Dataset entries:
↓↓↓

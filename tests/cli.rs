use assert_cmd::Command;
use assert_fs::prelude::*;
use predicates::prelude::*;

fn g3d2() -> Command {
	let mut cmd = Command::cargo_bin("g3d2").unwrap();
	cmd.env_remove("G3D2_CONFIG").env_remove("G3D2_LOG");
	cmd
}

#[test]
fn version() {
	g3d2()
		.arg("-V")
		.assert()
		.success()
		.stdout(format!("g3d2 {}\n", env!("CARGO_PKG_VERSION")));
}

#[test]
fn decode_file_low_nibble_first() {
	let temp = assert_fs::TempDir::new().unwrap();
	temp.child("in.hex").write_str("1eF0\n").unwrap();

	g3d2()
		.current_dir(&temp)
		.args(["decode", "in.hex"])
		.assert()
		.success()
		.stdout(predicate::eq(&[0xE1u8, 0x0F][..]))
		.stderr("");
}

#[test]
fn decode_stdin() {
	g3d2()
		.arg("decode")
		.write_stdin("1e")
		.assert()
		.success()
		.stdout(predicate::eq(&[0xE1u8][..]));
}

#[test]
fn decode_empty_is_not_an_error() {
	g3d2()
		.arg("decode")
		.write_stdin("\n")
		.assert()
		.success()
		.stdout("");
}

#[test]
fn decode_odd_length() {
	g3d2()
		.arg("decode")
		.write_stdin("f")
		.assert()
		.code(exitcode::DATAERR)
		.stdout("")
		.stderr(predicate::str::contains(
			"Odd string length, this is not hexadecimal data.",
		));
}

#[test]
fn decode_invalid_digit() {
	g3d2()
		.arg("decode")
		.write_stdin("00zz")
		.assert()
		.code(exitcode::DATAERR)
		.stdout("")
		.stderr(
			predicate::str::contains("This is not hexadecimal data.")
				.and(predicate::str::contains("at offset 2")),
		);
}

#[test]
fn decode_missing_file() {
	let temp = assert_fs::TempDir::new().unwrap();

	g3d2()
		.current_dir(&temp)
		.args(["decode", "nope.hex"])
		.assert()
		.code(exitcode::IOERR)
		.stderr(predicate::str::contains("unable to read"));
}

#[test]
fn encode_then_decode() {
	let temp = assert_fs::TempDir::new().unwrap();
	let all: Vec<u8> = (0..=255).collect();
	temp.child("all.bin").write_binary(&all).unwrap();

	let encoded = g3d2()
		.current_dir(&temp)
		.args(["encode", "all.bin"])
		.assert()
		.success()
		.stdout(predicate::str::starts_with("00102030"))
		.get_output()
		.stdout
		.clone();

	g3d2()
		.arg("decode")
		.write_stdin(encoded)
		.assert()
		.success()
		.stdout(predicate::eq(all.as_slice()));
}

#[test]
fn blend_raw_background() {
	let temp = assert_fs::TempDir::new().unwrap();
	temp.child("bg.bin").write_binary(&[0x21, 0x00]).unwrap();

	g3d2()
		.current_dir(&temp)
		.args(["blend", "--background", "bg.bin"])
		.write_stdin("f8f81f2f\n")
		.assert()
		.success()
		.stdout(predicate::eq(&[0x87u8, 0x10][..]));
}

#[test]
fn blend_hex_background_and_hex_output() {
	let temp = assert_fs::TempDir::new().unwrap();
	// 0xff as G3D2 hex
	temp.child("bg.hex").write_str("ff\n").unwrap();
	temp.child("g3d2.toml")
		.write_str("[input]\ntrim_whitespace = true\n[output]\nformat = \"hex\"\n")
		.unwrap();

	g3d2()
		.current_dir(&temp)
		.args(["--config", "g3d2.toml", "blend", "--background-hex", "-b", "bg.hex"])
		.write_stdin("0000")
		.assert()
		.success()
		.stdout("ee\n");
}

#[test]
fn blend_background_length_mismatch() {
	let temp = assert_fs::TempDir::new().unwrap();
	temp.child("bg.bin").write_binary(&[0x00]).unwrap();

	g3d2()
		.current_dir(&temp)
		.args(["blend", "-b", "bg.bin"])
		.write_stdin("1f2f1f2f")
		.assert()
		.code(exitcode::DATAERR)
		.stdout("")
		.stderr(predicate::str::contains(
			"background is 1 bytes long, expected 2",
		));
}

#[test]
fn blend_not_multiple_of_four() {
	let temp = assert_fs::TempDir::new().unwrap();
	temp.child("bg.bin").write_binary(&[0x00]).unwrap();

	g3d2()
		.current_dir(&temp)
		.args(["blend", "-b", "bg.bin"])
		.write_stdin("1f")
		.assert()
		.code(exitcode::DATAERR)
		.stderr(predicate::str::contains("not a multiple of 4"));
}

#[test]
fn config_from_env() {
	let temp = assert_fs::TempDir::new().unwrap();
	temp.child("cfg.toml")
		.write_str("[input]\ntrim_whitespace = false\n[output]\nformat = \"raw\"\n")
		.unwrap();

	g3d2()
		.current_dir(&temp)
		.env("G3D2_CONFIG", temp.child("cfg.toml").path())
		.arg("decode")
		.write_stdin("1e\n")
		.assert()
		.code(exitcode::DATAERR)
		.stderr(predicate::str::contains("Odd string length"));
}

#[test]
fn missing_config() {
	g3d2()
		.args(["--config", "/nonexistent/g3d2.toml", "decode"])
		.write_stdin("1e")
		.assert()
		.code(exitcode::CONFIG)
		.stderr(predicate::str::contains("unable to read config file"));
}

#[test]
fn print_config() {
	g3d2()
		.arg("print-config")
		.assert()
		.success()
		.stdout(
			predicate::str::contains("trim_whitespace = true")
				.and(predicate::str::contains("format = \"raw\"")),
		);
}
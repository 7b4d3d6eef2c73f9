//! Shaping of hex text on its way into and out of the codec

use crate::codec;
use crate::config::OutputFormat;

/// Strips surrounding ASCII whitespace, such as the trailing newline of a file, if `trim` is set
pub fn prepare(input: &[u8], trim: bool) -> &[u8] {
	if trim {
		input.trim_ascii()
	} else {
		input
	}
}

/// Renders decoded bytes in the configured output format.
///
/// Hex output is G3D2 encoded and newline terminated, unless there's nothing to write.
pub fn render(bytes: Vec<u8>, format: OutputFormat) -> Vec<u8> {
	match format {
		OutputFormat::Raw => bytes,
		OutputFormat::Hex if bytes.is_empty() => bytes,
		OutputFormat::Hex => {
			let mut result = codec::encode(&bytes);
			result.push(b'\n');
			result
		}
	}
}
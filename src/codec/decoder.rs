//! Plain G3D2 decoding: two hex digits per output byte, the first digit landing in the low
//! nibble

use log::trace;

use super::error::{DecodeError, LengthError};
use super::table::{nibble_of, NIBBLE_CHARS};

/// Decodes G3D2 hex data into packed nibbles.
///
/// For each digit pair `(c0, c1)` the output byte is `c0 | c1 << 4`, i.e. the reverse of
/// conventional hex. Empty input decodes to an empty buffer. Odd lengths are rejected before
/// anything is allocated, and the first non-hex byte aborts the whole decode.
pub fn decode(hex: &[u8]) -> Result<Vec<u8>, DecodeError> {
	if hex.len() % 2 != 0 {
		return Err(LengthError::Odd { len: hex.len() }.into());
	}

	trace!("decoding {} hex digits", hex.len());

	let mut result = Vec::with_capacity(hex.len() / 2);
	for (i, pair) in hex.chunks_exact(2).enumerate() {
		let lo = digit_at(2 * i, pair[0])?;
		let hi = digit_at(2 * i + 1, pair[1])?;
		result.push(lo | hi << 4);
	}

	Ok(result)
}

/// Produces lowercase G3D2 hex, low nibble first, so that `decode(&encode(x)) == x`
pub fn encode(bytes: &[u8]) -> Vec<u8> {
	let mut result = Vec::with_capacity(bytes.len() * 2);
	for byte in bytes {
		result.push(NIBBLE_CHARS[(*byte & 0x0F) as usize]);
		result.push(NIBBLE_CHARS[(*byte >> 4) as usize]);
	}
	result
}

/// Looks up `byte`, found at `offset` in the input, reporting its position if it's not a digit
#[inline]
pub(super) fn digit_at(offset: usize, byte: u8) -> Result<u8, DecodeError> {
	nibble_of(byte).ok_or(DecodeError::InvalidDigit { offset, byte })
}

↑↑↑

▶ _Directions for this task_: Check each line of the records above for "newline", and copy those that have it.

▶ _Solution to this task_:
/// Strips surrounding ASCII whitespace, such as the trailing newline of a file, if `trim` is set
/// Hex output is G3D2 encoded and newline terminated, unless there's nothing to write.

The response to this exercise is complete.